Exercise: Would you copy every line of the listing below that includes the word "then"?

**** Task inputs ****

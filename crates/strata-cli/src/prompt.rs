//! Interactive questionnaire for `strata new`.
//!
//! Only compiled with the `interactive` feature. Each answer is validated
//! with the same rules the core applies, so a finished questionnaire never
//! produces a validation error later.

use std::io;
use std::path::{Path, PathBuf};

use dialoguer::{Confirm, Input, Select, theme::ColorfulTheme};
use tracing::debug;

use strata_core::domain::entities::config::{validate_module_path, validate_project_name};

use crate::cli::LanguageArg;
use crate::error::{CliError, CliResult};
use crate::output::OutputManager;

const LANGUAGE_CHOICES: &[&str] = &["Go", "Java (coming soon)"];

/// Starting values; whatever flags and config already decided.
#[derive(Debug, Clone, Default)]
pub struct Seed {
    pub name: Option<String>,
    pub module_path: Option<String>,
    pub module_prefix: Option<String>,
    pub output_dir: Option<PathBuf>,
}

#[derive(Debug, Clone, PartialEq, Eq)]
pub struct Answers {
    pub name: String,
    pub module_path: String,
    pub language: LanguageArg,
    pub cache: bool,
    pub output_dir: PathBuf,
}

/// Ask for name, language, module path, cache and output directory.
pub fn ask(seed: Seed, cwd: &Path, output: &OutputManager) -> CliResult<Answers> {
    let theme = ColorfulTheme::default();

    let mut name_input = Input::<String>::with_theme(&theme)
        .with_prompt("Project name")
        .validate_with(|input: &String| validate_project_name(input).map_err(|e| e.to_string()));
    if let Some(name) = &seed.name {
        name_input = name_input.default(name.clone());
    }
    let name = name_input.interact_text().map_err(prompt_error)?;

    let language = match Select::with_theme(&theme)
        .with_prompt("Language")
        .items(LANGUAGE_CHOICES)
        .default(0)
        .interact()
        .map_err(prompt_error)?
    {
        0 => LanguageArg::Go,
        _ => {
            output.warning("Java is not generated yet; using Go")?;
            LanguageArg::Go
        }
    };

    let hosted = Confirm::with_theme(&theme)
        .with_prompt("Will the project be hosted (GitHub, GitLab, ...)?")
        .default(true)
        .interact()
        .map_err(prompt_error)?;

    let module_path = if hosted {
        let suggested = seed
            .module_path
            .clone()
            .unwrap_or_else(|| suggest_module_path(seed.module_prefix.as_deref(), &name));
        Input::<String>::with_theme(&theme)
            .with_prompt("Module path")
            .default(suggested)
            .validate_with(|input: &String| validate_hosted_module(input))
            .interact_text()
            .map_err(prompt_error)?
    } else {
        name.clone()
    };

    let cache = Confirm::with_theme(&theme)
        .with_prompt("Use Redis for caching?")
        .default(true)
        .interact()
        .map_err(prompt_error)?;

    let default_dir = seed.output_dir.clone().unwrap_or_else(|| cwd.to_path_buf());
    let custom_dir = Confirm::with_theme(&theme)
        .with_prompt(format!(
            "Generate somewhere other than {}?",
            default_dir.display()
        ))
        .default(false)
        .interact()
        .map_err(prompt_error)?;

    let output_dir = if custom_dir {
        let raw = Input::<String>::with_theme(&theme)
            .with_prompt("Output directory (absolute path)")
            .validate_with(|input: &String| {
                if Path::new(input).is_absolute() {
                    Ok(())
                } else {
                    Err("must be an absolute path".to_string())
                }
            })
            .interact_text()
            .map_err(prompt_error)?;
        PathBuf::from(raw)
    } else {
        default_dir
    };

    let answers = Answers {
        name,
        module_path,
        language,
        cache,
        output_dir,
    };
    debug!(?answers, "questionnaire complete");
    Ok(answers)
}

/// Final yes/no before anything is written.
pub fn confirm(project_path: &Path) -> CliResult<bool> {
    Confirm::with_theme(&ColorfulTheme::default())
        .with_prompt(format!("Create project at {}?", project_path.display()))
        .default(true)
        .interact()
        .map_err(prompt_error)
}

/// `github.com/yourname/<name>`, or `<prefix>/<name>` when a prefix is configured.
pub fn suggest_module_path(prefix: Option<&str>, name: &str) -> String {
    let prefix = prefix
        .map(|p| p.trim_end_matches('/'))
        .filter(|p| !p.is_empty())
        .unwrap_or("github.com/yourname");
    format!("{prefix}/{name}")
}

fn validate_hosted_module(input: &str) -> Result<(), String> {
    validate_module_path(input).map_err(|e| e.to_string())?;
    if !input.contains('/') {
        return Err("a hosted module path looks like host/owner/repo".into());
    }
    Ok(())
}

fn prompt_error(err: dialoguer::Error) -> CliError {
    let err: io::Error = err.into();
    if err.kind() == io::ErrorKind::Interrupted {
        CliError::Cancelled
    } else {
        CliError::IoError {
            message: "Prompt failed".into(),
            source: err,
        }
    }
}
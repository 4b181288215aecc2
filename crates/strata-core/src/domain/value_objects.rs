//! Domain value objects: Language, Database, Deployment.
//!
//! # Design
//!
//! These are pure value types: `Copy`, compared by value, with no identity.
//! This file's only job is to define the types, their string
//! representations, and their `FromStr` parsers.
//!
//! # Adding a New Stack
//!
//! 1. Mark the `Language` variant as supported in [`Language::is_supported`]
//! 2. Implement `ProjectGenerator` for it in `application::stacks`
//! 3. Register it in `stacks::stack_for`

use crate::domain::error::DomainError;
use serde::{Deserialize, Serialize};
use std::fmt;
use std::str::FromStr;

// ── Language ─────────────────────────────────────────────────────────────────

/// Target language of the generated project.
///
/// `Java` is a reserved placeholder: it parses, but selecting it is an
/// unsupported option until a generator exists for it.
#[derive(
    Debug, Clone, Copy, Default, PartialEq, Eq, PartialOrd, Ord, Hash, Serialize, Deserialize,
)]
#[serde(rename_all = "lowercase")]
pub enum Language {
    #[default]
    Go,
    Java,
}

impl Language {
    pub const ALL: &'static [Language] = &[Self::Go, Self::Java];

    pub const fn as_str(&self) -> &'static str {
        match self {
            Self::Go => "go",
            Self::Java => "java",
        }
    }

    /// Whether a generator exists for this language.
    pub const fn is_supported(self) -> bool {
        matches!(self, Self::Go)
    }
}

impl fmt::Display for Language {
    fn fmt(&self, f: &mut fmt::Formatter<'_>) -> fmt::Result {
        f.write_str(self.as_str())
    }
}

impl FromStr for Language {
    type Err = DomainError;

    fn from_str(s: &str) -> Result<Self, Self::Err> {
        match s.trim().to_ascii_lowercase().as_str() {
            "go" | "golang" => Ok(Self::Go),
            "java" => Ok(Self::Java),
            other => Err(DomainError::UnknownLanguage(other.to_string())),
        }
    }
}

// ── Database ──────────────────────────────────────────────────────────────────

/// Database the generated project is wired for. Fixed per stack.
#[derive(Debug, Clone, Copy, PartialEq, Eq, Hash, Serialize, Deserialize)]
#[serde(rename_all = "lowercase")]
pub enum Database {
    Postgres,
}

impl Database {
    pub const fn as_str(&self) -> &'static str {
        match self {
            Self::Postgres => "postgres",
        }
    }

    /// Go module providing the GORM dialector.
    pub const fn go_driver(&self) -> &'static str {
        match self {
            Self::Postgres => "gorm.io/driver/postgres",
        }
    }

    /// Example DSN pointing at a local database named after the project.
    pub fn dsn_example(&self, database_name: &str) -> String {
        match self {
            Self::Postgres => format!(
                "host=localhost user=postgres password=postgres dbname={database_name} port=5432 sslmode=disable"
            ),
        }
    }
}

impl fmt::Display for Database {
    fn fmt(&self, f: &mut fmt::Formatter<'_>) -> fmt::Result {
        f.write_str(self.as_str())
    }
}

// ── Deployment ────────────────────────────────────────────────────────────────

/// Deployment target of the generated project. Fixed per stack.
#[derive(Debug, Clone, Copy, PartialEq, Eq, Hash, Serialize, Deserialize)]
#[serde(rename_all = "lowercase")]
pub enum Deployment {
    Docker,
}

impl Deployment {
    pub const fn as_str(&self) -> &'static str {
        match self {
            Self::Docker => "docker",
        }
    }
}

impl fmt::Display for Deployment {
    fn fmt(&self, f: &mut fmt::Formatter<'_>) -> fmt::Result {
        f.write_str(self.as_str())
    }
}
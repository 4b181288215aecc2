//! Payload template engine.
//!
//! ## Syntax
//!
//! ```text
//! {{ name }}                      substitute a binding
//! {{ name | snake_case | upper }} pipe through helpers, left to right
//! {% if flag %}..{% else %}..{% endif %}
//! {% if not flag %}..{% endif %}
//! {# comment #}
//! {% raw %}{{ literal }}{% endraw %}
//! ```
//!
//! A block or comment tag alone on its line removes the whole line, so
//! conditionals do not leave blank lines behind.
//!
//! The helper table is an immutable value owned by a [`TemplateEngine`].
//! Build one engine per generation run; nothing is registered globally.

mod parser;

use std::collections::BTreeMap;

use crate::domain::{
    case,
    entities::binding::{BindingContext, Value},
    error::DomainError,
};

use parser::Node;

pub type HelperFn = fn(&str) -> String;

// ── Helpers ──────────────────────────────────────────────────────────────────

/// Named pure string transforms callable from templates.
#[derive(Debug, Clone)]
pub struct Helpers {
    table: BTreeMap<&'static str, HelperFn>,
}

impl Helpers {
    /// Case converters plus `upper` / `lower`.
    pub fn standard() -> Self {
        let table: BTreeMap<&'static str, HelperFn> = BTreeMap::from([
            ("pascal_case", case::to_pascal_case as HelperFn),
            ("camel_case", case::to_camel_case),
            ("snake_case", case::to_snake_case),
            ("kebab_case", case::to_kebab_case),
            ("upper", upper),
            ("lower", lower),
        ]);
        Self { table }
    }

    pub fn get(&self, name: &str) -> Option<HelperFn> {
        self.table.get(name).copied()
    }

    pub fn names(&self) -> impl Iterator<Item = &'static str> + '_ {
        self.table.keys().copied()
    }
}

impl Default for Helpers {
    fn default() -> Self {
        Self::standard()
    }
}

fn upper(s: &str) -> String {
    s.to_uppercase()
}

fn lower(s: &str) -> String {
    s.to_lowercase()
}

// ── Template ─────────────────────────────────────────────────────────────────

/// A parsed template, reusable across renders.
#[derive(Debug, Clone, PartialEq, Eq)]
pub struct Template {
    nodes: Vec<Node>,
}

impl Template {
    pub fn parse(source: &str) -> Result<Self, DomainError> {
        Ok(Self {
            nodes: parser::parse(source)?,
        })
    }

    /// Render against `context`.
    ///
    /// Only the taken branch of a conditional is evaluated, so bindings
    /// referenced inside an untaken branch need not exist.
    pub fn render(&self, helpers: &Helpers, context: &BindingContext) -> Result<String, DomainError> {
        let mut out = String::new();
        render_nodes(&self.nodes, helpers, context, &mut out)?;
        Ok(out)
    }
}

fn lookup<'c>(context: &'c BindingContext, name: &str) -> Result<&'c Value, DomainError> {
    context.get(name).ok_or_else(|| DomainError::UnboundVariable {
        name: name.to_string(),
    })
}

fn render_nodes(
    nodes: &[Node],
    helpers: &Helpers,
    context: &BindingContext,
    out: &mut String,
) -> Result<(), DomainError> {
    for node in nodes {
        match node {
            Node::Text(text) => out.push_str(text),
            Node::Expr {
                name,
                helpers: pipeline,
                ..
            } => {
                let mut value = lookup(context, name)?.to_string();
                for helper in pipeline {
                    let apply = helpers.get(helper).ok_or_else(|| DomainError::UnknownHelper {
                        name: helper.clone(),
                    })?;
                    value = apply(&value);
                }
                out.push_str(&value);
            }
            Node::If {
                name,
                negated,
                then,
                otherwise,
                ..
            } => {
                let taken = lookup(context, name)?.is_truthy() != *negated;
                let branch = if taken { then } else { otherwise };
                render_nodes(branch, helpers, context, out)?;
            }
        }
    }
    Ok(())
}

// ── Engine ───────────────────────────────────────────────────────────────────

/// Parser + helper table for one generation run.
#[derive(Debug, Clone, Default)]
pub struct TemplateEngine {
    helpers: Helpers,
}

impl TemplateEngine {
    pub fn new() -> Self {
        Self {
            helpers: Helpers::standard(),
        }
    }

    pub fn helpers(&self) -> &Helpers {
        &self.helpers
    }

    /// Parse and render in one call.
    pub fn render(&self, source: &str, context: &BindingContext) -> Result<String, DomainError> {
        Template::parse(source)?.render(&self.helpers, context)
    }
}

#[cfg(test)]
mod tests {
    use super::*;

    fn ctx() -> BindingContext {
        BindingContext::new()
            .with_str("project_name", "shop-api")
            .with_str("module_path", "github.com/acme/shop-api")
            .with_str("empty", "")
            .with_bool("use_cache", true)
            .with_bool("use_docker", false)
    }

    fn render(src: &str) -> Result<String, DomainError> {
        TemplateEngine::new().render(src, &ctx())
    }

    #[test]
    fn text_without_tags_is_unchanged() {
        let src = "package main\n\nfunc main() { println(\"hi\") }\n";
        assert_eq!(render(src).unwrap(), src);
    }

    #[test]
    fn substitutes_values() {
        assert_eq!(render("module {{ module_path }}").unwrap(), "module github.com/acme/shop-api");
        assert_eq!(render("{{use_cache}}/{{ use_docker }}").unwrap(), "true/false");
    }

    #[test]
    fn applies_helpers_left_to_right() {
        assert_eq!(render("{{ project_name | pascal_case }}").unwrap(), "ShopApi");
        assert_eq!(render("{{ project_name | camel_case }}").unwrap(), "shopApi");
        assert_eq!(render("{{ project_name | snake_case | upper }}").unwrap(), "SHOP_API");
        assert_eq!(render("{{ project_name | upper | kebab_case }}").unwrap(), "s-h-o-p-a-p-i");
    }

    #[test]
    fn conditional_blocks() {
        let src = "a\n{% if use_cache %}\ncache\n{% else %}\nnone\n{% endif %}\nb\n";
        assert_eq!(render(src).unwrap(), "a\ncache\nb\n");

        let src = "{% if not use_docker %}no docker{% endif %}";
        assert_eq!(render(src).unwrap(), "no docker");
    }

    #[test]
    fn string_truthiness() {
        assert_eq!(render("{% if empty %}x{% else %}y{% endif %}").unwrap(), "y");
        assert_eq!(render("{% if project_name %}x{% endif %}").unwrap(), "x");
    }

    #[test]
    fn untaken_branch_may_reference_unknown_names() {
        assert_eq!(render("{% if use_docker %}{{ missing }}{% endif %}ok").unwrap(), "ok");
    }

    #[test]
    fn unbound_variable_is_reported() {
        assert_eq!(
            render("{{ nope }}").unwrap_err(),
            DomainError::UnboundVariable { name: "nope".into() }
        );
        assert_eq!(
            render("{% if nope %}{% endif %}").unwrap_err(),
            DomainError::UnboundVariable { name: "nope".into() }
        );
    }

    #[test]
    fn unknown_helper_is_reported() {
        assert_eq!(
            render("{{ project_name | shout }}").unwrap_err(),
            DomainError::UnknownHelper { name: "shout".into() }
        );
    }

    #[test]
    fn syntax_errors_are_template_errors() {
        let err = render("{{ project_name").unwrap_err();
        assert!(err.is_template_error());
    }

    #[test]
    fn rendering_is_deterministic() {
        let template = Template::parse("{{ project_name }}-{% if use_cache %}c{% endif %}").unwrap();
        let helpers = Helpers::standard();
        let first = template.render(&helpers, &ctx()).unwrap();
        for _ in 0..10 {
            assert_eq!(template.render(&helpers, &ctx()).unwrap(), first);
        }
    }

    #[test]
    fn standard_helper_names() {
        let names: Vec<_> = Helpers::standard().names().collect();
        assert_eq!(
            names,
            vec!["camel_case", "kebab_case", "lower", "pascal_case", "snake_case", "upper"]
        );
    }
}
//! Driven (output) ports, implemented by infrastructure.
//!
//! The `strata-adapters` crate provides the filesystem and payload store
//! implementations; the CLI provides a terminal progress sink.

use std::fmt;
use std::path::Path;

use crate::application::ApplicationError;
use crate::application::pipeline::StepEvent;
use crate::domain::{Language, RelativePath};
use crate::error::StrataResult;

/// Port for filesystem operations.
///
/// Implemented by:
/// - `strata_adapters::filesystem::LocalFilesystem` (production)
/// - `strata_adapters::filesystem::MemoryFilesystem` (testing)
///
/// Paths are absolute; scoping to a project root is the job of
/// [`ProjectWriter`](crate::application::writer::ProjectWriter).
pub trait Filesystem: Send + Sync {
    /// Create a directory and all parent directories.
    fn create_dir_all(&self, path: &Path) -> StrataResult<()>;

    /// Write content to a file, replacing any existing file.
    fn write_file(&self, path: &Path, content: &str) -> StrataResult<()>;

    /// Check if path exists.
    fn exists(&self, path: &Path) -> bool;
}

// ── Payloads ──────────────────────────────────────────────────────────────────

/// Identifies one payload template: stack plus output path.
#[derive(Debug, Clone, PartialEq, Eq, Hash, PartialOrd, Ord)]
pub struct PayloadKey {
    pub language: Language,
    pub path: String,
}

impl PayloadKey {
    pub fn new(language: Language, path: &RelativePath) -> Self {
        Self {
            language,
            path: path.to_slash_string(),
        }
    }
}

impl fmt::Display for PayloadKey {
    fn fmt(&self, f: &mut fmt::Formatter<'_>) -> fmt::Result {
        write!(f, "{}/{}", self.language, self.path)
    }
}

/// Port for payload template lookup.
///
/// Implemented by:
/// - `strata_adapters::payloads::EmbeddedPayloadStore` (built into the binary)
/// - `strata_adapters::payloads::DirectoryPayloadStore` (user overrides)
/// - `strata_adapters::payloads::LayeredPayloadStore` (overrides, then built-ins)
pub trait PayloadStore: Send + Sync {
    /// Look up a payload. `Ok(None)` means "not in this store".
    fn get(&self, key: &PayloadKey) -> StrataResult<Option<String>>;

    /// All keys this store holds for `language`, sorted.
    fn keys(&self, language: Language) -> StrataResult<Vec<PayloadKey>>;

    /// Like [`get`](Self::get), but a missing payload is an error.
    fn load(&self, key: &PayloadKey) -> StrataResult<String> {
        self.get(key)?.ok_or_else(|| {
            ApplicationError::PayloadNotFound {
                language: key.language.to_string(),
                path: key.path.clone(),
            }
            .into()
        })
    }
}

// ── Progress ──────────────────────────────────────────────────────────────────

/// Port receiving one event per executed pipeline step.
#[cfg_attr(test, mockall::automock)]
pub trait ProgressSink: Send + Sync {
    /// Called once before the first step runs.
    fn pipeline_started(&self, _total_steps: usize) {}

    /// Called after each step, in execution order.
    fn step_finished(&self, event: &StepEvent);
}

****

Your solution:
                then,
                let branch = if taken { then } else { otherwise };
/// - `strata_adapters::payloads::LayeredPayloadStore` (overrides, then built-ins)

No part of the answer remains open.